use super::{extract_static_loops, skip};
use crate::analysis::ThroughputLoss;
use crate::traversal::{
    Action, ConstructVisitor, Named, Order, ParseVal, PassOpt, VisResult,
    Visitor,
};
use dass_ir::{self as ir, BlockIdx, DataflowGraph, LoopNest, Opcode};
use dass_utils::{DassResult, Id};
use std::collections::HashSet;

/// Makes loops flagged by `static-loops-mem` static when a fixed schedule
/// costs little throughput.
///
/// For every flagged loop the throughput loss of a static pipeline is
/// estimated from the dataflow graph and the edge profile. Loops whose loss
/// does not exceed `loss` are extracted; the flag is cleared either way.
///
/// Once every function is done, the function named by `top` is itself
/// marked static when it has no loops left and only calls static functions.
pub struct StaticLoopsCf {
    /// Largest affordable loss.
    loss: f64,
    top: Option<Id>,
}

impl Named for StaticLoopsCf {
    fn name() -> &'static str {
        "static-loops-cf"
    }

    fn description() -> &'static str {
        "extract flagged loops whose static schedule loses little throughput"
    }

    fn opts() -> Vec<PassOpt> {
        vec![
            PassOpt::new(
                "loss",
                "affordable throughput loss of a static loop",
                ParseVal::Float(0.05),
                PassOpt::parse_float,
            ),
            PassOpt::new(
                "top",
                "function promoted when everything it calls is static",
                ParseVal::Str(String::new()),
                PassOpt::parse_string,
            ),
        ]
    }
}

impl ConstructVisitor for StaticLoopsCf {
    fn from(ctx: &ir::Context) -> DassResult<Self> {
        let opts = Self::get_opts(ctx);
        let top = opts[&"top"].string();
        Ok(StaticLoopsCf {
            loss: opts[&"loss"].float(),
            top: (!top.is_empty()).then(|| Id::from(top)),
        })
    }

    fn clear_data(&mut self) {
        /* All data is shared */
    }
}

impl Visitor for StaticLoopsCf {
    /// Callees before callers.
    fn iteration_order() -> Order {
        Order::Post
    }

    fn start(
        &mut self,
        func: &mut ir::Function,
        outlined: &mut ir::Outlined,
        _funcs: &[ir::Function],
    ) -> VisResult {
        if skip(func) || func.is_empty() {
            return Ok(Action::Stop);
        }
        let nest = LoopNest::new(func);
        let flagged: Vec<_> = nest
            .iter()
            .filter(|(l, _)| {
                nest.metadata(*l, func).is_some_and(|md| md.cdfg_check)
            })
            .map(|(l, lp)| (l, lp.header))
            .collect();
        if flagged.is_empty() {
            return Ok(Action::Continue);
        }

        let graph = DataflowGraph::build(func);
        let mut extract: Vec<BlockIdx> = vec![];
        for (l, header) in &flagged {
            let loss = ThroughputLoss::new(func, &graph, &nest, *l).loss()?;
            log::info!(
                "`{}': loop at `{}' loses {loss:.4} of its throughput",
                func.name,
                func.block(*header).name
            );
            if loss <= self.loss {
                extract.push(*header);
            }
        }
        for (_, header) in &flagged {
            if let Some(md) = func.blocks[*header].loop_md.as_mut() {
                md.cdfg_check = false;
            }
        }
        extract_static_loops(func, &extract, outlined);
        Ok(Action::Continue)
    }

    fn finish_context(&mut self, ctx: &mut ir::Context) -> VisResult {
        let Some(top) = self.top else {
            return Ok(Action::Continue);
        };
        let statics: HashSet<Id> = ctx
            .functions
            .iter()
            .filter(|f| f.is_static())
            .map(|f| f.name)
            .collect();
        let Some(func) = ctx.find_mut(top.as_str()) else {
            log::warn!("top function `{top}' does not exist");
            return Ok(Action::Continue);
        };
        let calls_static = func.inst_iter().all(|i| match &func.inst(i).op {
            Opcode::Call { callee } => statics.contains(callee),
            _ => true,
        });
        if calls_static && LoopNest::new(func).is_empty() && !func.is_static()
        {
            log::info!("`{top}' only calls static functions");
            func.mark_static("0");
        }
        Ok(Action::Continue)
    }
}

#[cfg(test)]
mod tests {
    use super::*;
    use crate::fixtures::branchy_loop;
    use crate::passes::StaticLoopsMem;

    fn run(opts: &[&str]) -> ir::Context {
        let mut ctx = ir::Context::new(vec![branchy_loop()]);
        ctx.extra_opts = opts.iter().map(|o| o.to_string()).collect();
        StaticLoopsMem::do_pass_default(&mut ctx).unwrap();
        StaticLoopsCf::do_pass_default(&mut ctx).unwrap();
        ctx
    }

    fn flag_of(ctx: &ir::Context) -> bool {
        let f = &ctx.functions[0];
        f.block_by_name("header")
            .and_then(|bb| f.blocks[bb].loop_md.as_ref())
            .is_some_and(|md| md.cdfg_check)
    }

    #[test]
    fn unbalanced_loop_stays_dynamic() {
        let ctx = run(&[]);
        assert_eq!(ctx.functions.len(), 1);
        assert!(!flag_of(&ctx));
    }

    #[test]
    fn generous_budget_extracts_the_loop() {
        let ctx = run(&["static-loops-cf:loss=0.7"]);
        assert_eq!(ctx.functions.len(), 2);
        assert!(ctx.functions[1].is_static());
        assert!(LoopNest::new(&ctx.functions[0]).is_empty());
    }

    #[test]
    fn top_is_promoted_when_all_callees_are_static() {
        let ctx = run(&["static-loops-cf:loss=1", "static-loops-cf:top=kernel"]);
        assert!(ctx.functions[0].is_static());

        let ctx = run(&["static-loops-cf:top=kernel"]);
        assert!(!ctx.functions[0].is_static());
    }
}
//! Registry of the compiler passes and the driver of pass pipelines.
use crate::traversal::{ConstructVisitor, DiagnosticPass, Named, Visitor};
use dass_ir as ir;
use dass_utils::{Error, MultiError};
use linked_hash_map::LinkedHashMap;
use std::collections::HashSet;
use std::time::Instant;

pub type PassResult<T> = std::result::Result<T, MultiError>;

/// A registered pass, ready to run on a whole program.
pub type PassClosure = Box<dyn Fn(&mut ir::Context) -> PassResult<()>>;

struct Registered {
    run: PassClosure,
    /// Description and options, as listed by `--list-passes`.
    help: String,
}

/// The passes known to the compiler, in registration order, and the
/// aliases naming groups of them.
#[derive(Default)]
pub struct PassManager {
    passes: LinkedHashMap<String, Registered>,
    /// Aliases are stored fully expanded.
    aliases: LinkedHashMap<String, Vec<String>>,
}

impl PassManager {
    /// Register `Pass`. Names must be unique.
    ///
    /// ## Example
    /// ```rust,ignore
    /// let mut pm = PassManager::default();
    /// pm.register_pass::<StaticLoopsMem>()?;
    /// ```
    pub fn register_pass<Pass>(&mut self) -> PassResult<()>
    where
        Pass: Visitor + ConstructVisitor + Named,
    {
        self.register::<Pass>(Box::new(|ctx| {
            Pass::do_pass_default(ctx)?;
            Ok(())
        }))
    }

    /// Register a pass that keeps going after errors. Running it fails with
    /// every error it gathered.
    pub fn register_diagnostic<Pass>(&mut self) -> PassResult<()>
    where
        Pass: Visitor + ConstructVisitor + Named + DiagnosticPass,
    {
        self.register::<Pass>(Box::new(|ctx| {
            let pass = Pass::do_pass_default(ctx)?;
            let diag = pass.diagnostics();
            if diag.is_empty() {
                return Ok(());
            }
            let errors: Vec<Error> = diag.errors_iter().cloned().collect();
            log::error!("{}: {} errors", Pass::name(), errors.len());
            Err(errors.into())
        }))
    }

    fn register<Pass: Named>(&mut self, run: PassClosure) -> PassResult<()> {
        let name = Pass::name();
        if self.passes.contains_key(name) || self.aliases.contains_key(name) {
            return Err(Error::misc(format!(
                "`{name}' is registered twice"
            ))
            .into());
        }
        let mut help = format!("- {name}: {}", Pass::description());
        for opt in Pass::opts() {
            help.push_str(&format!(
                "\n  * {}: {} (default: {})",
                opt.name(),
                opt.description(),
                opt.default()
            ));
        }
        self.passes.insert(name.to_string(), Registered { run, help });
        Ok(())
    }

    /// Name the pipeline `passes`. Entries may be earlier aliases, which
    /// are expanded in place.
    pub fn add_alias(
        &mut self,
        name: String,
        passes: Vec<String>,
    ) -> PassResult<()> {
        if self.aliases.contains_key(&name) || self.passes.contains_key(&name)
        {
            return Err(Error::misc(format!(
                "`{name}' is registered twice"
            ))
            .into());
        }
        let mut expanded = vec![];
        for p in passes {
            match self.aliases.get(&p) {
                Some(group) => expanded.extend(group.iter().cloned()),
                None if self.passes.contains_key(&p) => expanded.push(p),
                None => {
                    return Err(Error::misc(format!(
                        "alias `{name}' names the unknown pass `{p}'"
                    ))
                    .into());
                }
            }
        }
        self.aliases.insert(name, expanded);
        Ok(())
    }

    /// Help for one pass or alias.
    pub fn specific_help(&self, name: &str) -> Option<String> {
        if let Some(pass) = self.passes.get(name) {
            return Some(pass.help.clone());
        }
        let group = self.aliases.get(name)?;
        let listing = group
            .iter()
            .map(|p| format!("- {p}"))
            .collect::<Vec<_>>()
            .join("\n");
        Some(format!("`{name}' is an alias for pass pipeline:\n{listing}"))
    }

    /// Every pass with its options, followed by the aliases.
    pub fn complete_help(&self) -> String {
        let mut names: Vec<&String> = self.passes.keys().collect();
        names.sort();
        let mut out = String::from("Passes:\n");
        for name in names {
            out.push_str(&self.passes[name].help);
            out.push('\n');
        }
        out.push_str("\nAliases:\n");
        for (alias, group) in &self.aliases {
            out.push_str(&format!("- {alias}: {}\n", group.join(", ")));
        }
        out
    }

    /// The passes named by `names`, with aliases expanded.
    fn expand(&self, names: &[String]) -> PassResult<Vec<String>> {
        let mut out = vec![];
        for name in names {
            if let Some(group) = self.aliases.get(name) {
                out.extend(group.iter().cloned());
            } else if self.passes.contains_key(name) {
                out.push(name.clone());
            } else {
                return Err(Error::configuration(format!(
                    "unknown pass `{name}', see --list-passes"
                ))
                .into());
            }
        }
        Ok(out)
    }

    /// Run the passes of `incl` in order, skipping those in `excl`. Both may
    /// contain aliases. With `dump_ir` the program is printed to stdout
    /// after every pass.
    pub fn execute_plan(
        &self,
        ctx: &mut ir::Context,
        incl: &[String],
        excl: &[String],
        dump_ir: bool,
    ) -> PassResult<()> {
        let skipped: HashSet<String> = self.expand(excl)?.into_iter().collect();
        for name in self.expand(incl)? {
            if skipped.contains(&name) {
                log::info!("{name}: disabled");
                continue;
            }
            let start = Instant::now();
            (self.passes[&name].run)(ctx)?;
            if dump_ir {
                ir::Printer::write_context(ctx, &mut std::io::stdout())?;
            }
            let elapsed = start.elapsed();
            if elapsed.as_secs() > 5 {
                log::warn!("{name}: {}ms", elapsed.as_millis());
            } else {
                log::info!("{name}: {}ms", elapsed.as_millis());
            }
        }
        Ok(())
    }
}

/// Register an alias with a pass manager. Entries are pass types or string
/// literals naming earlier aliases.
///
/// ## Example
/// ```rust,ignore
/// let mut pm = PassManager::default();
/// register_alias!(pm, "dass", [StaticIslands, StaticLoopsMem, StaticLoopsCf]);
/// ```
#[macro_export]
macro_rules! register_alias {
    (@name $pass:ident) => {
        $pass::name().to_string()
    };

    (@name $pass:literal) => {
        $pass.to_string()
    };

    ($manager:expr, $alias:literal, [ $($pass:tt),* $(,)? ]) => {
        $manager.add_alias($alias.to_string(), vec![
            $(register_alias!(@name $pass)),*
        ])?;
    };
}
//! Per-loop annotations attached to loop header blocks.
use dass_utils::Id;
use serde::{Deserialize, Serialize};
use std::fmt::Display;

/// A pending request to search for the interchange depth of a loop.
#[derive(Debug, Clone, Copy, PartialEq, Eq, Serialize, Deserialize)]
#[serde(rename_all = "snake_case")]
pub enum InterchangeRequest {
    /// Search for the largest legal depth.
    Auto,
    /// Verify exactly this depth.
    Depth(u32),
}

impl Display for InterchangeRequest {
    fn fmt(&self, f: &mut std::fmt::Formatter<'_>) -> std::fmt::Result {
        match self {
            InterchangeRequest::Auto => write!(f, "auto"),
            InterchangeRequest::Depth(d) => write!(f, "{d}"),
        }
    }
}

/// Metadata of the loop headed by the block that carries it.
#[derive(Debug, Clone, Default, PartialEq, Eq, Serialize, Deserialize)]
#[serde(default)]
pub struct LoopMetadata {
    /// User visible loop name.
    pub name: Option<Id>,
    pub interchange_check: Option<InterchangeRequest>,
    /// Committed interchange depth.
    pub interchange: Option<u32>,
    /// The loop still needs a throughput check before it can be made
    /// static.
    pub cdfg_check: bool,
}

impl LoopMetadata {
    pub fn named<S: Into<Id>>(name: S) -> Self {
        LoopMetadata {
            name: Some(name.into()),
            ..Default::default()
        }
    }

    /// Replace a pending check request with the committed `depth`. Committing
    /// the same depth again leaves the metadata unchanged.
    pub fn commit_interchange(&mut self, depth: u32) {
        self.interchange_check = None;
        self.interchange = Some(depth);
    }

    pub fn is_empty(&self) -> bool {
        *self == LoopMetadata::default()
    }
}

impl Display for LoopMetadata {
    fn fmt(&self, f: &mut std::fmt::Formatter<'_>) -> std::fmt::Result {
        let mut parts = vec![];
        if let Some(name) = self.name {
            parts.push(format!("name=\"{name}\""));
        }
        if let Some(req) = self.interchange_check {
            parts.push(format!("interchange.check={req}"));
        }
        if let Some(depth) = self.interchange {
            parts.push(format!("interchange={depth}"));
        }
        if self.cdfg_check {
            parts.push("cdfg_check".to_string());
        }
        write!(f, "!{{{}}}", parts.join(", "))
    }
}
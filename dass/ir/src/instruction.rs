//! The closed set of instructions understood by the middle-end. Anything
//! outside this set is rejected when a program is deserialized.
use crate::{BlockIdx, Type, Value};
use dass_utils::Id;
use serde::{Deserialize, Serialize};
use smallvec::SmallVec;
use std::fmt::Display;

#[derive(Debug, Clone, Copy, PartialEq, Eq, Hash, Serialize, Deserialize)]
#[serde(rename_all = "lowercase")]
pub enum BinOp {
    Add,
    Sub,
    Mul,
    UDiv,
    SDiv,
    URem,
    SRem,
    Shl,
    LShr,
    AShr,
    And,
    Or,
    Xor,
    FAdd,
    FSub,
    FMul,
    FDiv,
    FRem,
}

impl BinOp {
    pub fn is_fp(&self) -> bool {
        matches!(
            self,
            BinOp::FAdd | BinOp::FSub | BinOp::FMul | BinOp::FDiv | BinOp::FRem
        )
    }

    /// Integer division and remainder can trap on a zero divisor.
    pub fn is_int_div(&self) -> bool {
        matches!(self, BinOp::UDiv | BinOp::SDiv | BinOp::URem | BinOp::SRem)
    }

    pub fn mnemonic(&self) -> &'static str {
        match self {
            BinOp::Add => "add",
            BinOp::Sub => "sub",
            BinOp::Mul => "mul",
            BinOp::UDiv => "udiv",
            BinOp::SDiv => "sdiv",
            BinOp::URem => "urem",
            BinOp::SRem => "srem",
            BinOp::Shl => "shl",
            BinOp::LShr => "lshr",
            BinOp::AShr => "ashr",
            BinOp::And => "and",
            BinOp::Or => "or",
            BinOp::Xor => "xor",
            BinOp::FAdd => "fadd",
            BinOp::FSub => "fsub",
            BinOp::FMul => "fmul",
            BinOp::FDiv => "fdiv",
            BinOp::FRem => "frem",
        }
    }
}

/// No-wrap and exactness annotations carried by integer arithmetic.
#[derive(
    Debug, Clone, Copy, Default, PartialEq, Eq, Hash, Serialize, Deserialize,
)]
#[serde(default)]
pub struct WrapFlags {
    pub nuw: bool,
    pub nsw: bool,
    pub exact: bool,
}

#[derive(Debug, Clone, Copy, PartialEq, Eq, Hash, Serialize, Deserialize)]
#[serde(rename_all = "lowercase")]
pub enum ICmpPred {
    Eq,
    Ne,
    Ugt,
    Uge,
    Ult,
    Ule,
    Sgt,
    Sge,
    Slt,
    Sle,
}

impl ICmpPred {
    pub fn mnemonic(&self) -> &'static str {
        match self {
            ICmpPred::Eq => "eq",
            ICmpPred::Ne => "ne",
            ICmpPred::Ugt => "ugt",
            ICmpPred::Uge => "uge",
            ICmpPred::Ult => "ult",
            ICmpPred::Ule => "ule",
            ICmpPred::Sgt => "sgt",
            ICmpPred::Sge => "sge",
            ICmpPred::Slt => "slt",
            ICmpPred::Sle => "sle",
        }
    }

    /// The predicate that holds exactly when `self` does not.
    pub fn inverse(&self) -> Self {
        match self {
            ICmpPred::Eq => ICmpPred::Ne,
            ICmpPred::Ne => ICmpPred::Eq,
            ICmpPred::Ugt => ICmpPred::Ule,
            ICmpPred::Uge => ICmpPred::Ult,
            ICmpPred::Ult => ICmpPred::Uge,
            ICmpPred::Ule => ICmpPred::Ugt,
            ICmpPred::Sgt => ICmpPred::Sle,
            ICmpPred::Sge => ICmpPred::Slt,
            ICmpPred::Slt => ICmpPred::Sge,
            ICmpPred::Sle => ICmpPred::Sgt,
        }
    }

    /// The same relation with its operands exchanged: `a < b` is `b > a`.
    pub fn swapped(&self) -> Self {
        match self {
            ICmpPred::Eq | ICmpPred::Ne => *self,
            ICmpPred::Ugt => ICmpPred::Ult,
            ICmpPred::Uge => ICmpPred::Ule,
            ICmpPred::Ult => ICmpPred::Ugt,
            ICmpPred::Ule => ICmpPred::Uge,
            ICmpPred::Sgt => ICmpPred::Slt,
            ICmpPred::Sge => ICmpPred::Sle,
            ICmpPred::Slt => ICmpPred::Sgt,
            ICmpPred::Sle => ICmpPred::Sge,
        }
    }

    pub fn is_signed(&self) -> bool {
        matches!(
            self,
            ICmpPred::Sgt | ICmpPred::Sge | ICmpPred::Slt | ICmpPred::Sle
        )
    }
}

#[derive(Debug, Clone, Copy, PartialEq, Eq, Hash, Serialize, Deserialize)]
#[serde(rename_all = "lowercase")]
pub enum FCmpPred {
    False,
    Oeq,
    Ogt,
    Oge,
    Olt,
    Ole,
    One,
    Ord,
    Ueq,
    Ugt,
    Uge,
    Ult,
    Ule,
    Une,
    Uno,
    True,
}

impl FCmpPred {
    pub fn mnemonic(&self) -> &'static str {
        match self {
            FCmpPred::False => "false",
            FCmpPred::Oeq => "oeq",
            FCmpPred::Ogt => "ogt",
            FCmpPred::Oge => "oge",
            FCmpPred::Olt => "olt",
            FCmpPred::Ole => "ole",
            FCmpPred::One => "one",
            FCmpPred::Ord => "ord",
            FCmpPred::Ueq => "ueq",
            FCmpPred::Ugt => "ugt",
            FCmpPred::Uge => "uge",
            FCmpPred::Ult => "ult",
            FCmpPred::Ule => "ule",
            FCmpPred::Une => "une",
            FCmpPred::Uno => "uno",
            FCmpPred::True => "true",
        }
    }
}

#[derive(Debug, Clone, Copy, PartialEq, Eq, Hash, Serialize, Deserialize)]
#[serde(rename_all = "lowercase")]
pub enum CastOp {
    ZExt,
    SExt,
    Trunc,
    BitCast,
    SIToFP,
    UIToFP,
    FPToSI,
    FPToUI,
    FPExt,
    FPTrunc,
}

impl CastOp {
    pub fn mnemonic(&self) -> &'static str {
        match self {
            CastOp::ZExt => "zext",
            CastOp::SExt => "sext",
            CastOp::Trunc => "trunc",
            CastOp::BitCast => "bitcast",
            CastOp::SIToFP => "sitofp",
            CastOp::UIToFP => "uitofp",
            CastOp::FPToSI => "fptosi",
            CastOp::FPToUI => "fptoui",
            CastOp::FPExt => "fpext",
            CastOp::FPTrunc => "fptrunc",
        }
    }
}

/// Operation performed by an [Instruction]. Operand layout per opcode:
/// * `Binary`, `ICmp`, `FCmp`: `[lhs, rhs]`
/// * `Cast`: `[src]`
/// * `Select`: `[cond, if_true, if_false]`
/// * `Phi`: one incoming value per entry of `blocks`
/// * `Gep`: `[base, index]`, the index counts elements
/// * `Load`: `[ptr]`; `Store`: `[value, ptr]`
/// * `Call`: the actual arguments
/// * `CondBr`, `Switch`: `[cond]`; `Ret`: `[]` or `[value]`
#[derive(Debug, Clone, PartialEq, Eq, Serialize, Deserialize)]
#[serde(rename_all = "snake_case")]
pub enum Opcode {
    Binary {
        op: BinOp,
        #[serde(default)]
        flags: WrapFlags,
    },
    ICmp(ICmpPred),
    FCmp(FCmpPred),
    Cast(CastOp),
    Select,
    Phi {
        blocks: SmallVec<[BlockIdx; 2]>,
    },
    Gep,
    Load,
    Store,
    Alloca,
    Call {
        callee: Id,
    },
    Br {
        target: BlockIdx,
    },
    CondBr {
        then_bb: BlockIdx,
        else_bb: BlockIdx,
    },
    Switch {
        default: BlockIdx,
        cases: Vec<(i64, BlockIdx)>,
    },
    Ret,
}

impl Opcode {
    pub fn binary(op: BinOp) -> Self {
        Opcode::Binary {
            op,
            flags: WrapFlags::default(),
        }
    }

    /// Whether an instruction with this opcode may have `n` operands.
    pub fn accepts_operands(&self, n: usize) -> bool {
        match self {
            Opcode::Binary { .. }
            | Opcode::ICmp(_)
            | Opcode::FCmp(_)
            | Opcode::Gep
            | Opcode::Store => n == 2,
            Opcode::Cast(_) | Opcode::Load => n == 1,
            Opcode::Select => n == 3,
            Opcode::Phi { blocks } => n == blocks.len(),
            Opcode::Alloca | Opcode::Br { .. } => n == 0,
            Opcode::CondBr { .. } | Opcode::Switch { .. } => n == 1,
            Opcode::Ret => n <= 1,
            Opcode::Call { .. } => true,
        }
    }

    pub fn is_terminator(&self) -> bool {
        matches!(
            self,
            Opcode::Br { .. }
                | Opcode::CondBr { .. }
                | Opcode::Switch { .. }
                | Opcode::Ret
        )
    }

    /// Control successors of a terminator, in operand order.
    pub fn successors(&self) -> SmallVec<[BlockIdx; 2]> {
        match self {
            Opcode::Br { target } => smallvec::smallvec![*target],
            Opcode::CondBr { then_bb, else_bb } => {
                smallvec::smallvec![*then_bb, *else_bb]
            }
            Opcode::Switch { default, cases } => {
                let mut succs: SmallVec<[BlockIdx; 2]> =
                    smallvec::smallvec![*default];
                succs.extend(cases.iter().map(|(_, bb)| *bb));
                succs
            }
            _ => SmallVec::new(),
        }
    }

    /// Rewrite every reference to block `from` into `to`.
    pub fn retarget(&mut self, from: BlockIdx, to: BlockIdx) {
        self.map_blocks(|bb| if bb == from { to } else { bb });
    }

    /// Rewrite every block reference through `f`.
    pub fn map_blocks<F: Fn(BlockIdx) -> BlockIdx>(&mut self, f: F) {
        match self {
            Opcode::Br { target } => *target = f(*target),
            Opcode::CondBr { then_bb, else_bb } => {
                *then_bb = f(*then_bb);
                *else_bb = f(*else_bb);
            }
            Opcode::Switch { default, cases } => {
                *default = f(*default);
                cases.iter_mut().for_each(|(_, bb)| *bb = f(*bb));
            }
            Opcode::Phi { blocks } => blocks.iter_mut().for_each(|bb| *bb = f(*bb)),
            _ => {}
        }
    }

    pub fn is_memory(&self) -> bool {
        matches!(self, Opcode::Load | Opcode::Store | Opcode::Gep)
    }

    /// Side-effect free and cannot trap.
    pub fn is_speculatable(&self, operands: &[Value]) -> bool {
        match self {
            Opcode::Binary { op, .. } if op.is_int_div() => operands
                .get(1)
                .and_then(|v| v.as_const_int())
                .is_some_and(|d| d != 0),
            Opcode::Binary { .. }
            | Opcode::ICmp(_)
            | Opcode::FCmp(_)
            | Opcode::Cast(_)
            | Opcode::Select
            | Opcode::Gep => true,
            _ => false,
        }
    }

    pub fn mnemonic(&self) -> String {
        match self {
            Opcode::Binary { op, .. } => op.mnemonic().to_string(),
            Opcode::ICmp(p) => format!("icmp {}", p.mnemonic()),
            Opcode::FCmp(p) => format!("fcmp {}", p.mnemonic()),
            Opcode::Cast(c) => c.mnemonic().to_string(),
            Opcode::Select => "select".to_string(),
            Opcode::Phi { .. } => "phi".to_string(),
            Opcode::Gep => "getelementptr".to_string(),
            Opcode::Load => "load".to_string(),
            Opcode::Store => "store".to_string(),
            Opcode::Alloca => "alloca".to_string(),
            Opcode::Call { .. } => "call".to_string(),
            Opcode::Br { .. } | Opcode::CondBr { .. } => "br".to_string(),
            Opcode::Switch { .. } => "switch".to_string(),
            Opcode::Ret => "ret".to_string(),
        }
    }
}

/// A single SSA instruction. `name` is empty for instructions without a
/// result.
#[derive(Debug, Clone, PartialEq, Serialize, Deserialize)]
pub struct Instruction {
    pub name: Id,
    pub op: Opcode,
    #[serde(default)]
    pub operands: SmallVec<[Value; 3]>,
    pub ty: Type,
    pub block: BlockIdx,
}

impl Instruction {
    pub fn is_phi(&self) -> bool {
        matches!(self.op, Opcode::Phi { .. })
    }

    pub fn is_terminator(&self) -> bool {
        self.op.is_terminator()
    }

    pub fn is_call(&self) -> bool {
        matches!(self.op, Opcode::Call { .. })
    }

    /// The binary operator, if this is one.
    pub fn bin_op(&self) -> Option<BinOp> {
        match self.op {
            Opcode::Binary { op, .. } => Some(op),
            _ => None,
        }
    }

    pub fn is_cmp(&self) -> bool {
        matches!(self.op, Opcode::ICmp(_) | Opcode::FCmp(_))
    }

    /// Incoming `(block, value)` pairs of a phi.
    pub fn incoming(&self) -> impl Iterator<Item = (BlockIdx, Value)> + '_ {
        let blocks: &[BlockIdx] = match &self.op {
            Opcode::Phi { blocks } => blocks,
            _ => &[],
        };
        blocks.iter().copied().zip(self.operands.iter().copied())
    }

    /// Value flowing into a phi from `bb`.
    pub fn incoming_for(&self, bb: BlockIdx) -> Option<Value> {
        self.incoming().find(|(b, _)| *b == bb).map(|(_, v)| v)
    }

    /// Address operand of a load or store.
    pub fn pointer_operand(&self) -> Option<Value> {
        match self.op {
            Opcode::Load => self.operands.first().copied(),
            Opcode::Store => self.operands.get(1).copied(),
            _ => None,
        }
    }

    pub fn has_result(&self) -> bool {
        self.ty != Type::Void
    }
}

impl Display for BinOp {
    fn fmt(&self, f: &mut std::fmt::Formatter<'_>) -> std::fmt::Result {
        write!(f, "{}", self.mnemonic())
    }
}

**EXERCISE GOAL:** Above are the lines; repeat exactly the ones from the line containing "let listing = group" down to the line containing "after every pass.", both inclusive.

**SOLVED PROBLEM:**
        let listing = group
            .iter()
            .map(|p| format!("- {p}"))
            .collect::<Vec<_>>()
            .join("\n");
        Some(format!("`{name}' is an alias for pass pipeline:\n{listing}"))
    }

    /// Every pass with its options, followed by the aliases.
    pub fn complete_help(&self) -> String {
        let mut names: Vec<&String> = self.passes.keys().collect();
        names.sort();
        let mut out = String::from("Passes:\n");
        for name in names {
            out.push_str(&self.passes[name].help);
            out.push('\n');
        }
        out.push_str("\nAliases:\n");
        for (alias, group) in &self.aliases {
            out.push_str(&format!("- {alias}: {}\n", group.join(", ")));
        }
        out
    }

    /// The passes named by `names`, with aliases expanded.
    fn expand(&self, names: &[String]) -> PassResult<Vec<String>> {
        let mut out = vec![];
        for name in names {
            if let Some(group) = self.aliases.get(name) {
                out.extend(group.iter().cloned());
            } else if self.passes.contains_key(name) {
                out.push(name.clone());
            } else {
                return Err(Error::configuration(format!(
                    "unknown pass `{name}', see --list-passes"
                ))
                .into());
            }
        }
        Ok(out)
    }

    /// Run the passes of `incl` in order, skipping those in `excl`. Both may
    /// contain aliases. With `dump_ir` the program is printed to stdout
    /// after every pass.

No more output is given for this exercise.